### TASK TO CARRY OUT
From the first entry to the last, repeat them all exactly.

### SUPPLIED MATERIAL
● ● ● ● ●

//! 회원가입/로그인/정보수정/탈퇴 입력 검증
//! 검증 메시지는 화면에 그대로 노출된다.
// region:    --- Imports
use super::model::{DeleteUserRequest, LoginRequest, RegisterRequest, UpdateUserRequest};
use crate::error::{ClientError, ClientResult};

// endregion: --- Imports

const MIN_PASSWORD_LEN: usize = 6;
const MIN_USERNAME_LEN: usize = 2;
const MAX_USERNAME_LEN: usize = 50;

fn invalid<T>(message: &str) -> ClientResult<T> {
    Err(ClientError::ValidationFailed(message.to_string()))
}

// region:    --- Register
#[derive(Debug, Clone, Default)]
pub struct RegisterForm {
    pub email: String,
    pub password: String,
    pub password_confirm: String,
    pub username: String,
}

impl RegisterForm {
    pub fn validate(&self) -> ClientResult<RegisterRequest> {
        let email = self.email.trim();
        if email.is_empty() || !email.contains('@') {
            return invalid("올바른 이메일 주소를 입력해주세요.");
        }
        if self.password != self.password_confirm {
            return invalid("비밀번호가 일치하지 않습니다.");
        }
        if self.password.chars().count() < MIN_PASSWORD_LEN {
            return invalid("비밀번호는 최소 6자 이상이어야 합니다.");
        }
        let username = self.username.trim();
        if username.chars().count() < MIN_USERNAME_LEN {
            return invalid("사용자명은 최소 2자 이상이어야 합니다.");
        }

        Ok(RegisterRequest {
            email: email.to_string(),
            password: self.password.clone(),
            username: username.to_string(),
        })
    }
}

// endregion: --- Register

// region:    --- Login
#[derive(Debug, Clone, Default)]
pub struct LoginForm {
    pub email: String,
    pub password: String,
}

impl LoginForm {
    pub fn validate(&self) -> ClientResult<LoginRequest> {
        let email = self.email.trim();
        if email.is_empty() || self.password.is_empty() {
            return invalid("이메일과 비밀번호를 입력해주세요.");
        }
        Ok(LoginRequest {
            email: email.to_string(),
            password: self.password.clone(),
        })
    }
}

// endregion: --- Login

// region:    --- Update Profile
/// 정보 수정. 비어 있는 항목은 변경하지 않는다.
#[derive(Debug, Clone, Default)]
pub struct UpdateProfileForm {
    pub username: Option<String>,
    pub current_password: Option<String>,
    pub new_password: Option<String>,
    pub new_password_confirm: Option<String>,
}

impl UpdateProfileForm {
    pub fn validate(&self) -> ClientResult<UpdateUserRequest> {
        let username = non_blank(&self.username);
        let new_password = non_blank(&self.new_password);
        let current_password = non_blank(&self.current_password);

        if let Some(username) = &username {
            let len = username.chars().count();
            if !(MIN_USERNAME_LEN..=MAX_USERNAME_LEN).contains(&len) {
                return invalid("사용자명은 2자 이상 50자 이하여야 합니다.");
            }
        }

        if let Some(new_password) = &new_password {
            if new_password.chars().count() < MIN_PASSWORD_LEN {
                return invalid("비밀번호는 최소 6자 이상이어야 합니다.");
            }
            if non_blank(&self.new_password_confirm).as_deref() != Some(new_password.as_str()) {
                return invalid("새 비밀번호가 일치하지 않습니다.");
            }
            if current_password.is_none() {
                return invalid("현재 비밀번호를 입력해주세요.");
            }
        }

        if username.is_none() && new_password.is_none() {
            return invalid("변경할 항목을 입력해주세요.");
        }

        Ok(UpdateUserRequest {
            username,
            current_password: new_password.as_ref().and(current_password),
            new_password,
        })
    }
}

fn non_blank(value: &Option<String>) -> Option<String> {
    value
        .as_deref()
        .map(str::trim)
        .filter(|v| !v.is_empty())
        .map(str::to_string)
}

// endregion: --- Update Profile

// region:    --- Delete Account
#[derive(Debug, Clone, Default)]
pub struct DeleteAccountForm {
    pub password: String,
}

impl DeleteAccountForm {
    pub fn validate(&self) -> ClientResult<DeleteUserRequest> {
        if self.password.is_empty() {
            return invalid("비밀번호를 입력해주세요.");
        }
        Ok(DeleteUserRequest {
            password: self.password.clone(),
        })
    }
}

// endregion: --- Delete Account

● ● ● ● ●

### RESPONSE
//! 회원가입/로그인/정보수정/탈퇴 입력 검증
//! 검증 메시지는 화면에 그대로 노출된다.
// region:    --- Imports
use super::model::{DeleteUserRequest, LoginRequest, RegisterRequest, UpdateUserRequest};
use crate::error::{ClientError, ClientResult};

// endregion: --- Imports

const MIN_PASSWORD_LEN: usize = 6;
const MIN_USERNAME_LEN: usize = 2;
const MAX_USERNAME_LEN: usize = 50;

fn invalid<T>(message: &str) -> ClientResult<T> {
    Err(ClientError::ValidationFailed(message.to_string()))
}

// region:    --- Register
#[derive(Debug, Clone, Default)]
pub struct RegisterForm {
    pub email: String,
    pub password: String,
    pub password_confirm: String,
    pub username: String,
}

impl RegisterForm {
    pub fn validate(&self) -> ClientResult<RegisterRequest> {
        let email = self.email.trim();
        if email.is_empty() || !email.contains('@') {
            return invalid("올바른 이메일 주소를 입력해주세요.");
        }
        if self.password != self.password_confirm {
            return invalid("비밀번호가 일치하지 않습니다.");
        }
        if self.password.chars().count() < MIN_PASSWORD_LEN {
            return invalid("비밀번호는 최소 6자 이상이어야 합니다.");
        }
        let username = self.username.trim();
        if username.chars().count() < MIN_USERNAME_LEN {
            return invalid("사용자명은 최소 2자 이상이어야 합니다.");
        }

        Ok(RegisterRequest {
            email: email.to_string(),
            password: self.password.clone(),
            username: username.to_string(),
        })
    }
}

// endregion: --- Register

// region:    --- Login
#[derive(Debug, Clone, Default)]
pub struct LoginForm {
    pub email: String,
    pub password: String,
}

impl LoginForm {
    pub fn validate(&self) -> ClientResult<LoginRequest> {
        let email = self.email.trim();
        if email.is_empty() || self.password.is_empty() {
            return invalid("이메일과 비밀번호를 입력해주세요.");
        }
        Ok(LoginRequest {
            email: email.to_string(),
            password: self.password.clone(),
        })
    }
}

// endregion: --- Login

// region:    --- Update Profile
/// 정보 수정. 비어 있는 항목은 변경하지 않는다.
#[derive(Debug, Clone, Default)]
pub struct UpdateProfileForm {
    pub username: Option<String>,
    pub current_password: Option<String>,
    pub new_password: Option<String>,
    pub new_password_confirm: Option<String>,
}

impl UpdateProfileForm {
    pub fn validate(&self) -> ClientResult<UpdateUserRequest> {
        let username = non_blank(&self.username);
        let new_password = non_blank(&self.new_password);
        let current_password = non_blank(&self.current_password);

        if let Some(username) = &username {
            let len = username.chars().count();
            if !(MIN_USERNAME_LEN..=MAX_USERNAME_LEN).contains(&len) {
                return invalid("사용자명은 2자 이상 50자 이하여야 합니다.");
            }
        }

        if let Some(new_password) = &new_password {
            if new_password.chars().count() < MIN_PASSWORD_LEN {
                return invalid("비밀번호는 최소 6자 이상이어야 합니다.");
            }
            if non_blank(&self.new_password_confirm).as_deref() != Some(new_password.as_str()) {
                return invalid("새 비밀번호가 일치하지 않습니다.");
            }
            if current_password.is_none() {
                return invalid("현재 비밀번호를 입력해주세요.");
            }
        }

        if username.is_none() && new_password.is_none() {
            return invalid("변경할 항목을 입력해주세요.");
        }

        Ok(UpdateUserRequest {
            username,
            current_password: new_password.as_ref().and(current_password),
            new_password,
        })
    }
}

fn non_blank(value: &Option<String>) -> Option<String> {
    value
        .as_deref()
        .map(str::trim)
        .filter(|v| !v.is_empty())
        .map(str::to_string)
}

// endregion: --- Update Profile

// region:    --- Delete Account
#[derive(Debug, Clone, Default)]
pub struct DeleteAccountForm {
    pub password: String,
}

impl DeleteAccountForm {
    pub fn validate(&self) -> ClientResult<DeleteUserRequest> {
        if self.password.is_empty() {
            return invalid("비밀번호를 입력해주세요.");
        }
        Ok(DeleteUserRequest {
            password: self.password.clone(),
        })
    }
}

// endregion: --- Delete Account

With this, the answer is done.